Saved entries
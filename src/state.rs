//! Structures on-chain marginfi-v2 (désérialisation manuelle borsh)
//! Basé sur: https://github.com/mrgnlabs/marginfi-v2/blob/main/programs/marginfi/src/state

use borsh::{BorshDeserialize, BorshSerialize};
use rust_decimal::Decimal;
use rust_decimal::prelude::*;
use solana_sdk::pubkey::Pubkey;

/// Wrapped I80F48: fixed point 16 bytes little-endian, 48 bits fractionnaires
#[derive(Debug, Clone, Copy, Default, BorshDeserialize, BorshSerialize)]
pub struct WrappedI80F48 {
    pub value: [u8; 16],
}

const FRAC_BITS: u32 = 48;
const FRAC_MASK: u128 = (1u128 << FRAC_BITS) - 1;

impl WrappedI80F48 {
    pub fn to_decimal(&self) -> Decimal {
        let raw = i128::from_le_bytes(self.value);
        let negative = raw < 0;
        let mag = raw.unsigned_abs();
        let int_part = (mag >> FRAC_BITS) as u64;
        let frac_part = (mag & FRAC_MASK) as u64;
        let dec = Decimal::from(int_part)
            + Decimal::from(frac_part) / Decimal::from(1u64 << FRAC_BITS);
        if negative {
            -dec
        } else {
            dec
        }
    }

    pub fn from_f64(value: f64) -> Self {
        let raw = (value * (1u64 << FRAC_BITS) as f64) as i128;
        Self {
            value: raw.to_le_bytes(),
        }
    }

    pub fn is_zero(&self) -> bool {
        i128::from_le_bytes(self.value) == 0
    }
}

/// Palier de risque d'une bank
#[derive(Debug, Clone, Copy, PartialEq, Eq, BorshDeserialize, BorshSerialize)]
pub enum RiskTier {
    Collateral,
    Isolated,
}

impl RiskTier {
    pub fn as_str(&self) -> &'static str {
        match self {
            RiskTier::Collateral => "Collateral",
            RiskTier::Isolated => "Isolated",
        }
    }
}

/// État opérationnel d'une bank
#[derive(Debug, Clone, Copy, PartialEq, Eq, BorshDeserialize, BorshSerialize)]
pub enum BankOperationalState {
    Paused,
    Operational,
    ReduceOnly,
}

impl BankOperationalState {
    pub fn as_str(&self) -> &'static str {
        match self {
            BankOperationalState::Paused => "Paused",
            BankOperationalState::Operational => "Operational",
            BankOperationalState::ReduceOnly => "ReduceOnly",
        }
    }
}

/// Type de configuration oracle d'une bank
#[derive(Debug, Clone, Copy, PartialEq, Eq, BorshDeserialize, BorshSerialize)]
pub enum OracleSetup {
    None,
    PythLegacy,
    SwitchboardV2,
    PythPushOracle,
    SwitchboardPull,
    StakedWithPythPush,
}

impl OracleSetup {
    pub fn as_str(&self) -> &'static str {
        match self {
            OracleSetup::None => "None",
            OracleSetup::PythLegacy => "PythLegacy",
            OracleSetup::SwitchboardV2 => "SwitchboardV2",
            OracleSetup::PythPushOracle => "PythPushOracle",
            OracleSetup::SwitchboardPull => "SwitchboardPull",
            OracleSetup::StakedWithPythPush => "StakedWithPythPush",
        }
    }
}

/// Asset tags marginfi (attribut indépendant du risk tier)
pub const ASSET_TAG_DEFAULT: u8 = 0;
pub const ASSET_TAG_SOL: u8 = 1;
pub const ASSET_TAG_STAKED: u8 = 2;

/// Configuration des taux d'intérêt et frais
#[derive(Debug, Clone, BorshDeserialize, BorshSerialize)]
pub struct InterestRateConfig {
    pub optimal_utilization_rate: WrappedI80F48,
    pub plateau_interest_rate: WrappedI80F48,
    pub max_interest_rate: WrappedI80F48,
    pub insurance_fee_fixed_apr: WrappedI80F48,
    pub insurance_ir_fee: WrappedI80F48,
    pub protocol_fixed_fee_apr: WrappedI80F48,
    pub protocol_ir_fee: WrappedI80F48,
    pub protocol_origination_fee: WrappedI80F48,
}

/// Configuration d'une bank (poids, limites, oracle)
#[derive(Debug, Clone, BorshDeserialize, BorshSerialize)]
pub struct BankConfig {
    pub asset_weight_init: WrappedI80F48,
    pub asset_weight_maint: WrappedI80F48,
    pub liability_weight_init: WrappedI80F48,
    pub liability_weight_maint: WrappedI80F48,
    pub deposit_limit: u64,
    pub interest_rate_config: InterestRateConfig,
    pub operational_state: BankOperationalState,
    pub oracle_setup: OracleSetup,
    pub oracle_keys: [Pubkey; 5],
    pub _pad0: [u8; 6],
    pub borrow_limit: u64,
    pub risk_tier: RiskTier,
    pub asset_tag: u8,
    pub _pad1: [u8; 6],
    pub total_asset_value_init_limit: u64,
    pub oracle_max_age: u16,
}

/// Compte Bank marginfi (une réserve de prêt pour un mint)
#[derive(Debug, Clone, BorshDeserialize, BorshSerialize)]
pub struct BankState {
    pub discriminator: [u8; 8],
    pub mint: Pubkey,
    pub mint_decimals: u8,
    pub group: Pubkey,
    pub _pad0: [u8; 7],
    pub asset_share_value: WrappedI80F48,
    pub liability_share_value: WrappedI80F48,
    pub liquidity_vault: Pubkey,
    pub liquidity_vault_bump: u8,
    pub liquidity_vault_authority_bump: u8,
    pub insurance_vault: Pubkey,
    pub insurance_vault_bump: u8,
    pub insurance_vault_authority_bump: u8,
    pub _pad1: [u8; 4],
    pub collected_insurance_fees_outstanding: WrappedI80F48,
    pub fee_vault: Pubkey,
    pub fee_vault_bump: u8,
    pub fee_vault_authority_bump: u8,
    pub _pad2: [u8; 6],
    pub collected_group_fees_outstanding: WrappedI80F48,
    pub total_liability_shares: WrappedI80F48,
    pub total_asset_shares: WrappedI80F48,
    pub last_update: i64,
    pub config: BankConfig,
}

impl BankState {
    /// Décode depuis les bytes bruts du compte, en tolérant le padding final
    pub fn from_account_data(data: &[u8]) -> Option<Self> {
        let mut slice = data;
        BankState::deserialize(&mut slice).ok()
    }
}

/// En-tête d'un compte marginfi (lending account)
#[derive(Debug, Clone, BorshDeserialize, BorshSerialize)]
pub struct MarginfiAccountHeader {
    pub discriminator: [u8; 8],
    pub group: Pubkey,
    pub authority: Pubkey,
    pub lending_account: LendingAccount,
}

impl MarginfiAccountHeader {
    pub fn from_account_data(data: &[u8]) -> Option<Self> {
        let mut slice = data;
        MarginfiAccountHeader::deserialize(&mut slice).ok()
    }

    /// Balances actives uniquement (au plus une par bank)
    pub fn active_balances(&self) -> impl Iterator<Item = &BalanceState> {
        self.lending_account.balances.iter().filter(|b| b.active)
    }
}

#[derive(Debug, Clone, BorshDeserialize, BorshSerialize)]
pub struct LendingAccount {
    pub balances: [BalanceState; 16], // Max 16 positions
    pub _padding: [u64; 8],
}

/// Position d'un compte dans une bank
#[derive(Debug, Clone, BorshDeserialize, BorshSerialize, Default)]
pub struct BalanceState {
    pub active: bool,
    pub bank_pk: Pubkey,
    pub asset_shares: WrappedI80F48,
    pub liability_shares: WrappedI80F48,
    pub emissions_outstanding: WrappedI80F48,
    pub last_update: u64,
    pub _padding: [u64; 1],
}

/// Taille d'un compte marginfi on-chain (filtre getProgramAccounts)
pub const MARGINFI_ACCOUNT_SIZE: u64 = 2304;

/// Offsets memcmp dans un compte marginfi: group puis authority après le discriminator
pub const ACCOUNT_GROUP_OFFSET: usize = 8;
pub const ACCOUNT_AUTHORITY_OFFSET: usize = 40;

/// Offset memcmp du group dans un compte Bank (discriminator + mint + mint_decimals)
pub const BANK_GROUP_OFFSET: usize = 41;

#[cfg(test)]
mod tests {
    use super::*;

    #[test]
    fn test_i80f48_integer_roundtrip() {
        let w = WrappedI80F48::from_f64(42.0);
        assert_eq!(w.to_decimal(), Decimal::from(42));
    }

    #[test]
    fn test_i80f48_fractional() {
        let w = WrappedI80F48::from_f64(1.5);
        assert_eq!(w.to_decimal(), Decimal::new(15, 1));
    }

    #[test]
    fn test_i80f48_negative() {
        let w = WrappedI80F48::from_f64(-2.25);
        assert_eq!(w.to_decimal(), Decimal::new(-225, 2));
    }

    #[test]
    fn test_i80f48_zero() {
        assert!(WrappedI80F48::default().is_zero());
        assert_eq!(WrappedI80F48::default().to_decimal(), Decimal::ZERO);
    }

    #[test]
    fn test_balance_default_inactive() {
        let b = BalanceState::default();
        assert!(!b.active);
        assert!(b.asset_shares.is_zero());
    }
}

REQUIRED WORK
How many of the lines above include the string "PythPushOracle"? Only the number should be written.

RESPONSE FOR THIS EXERCISE
2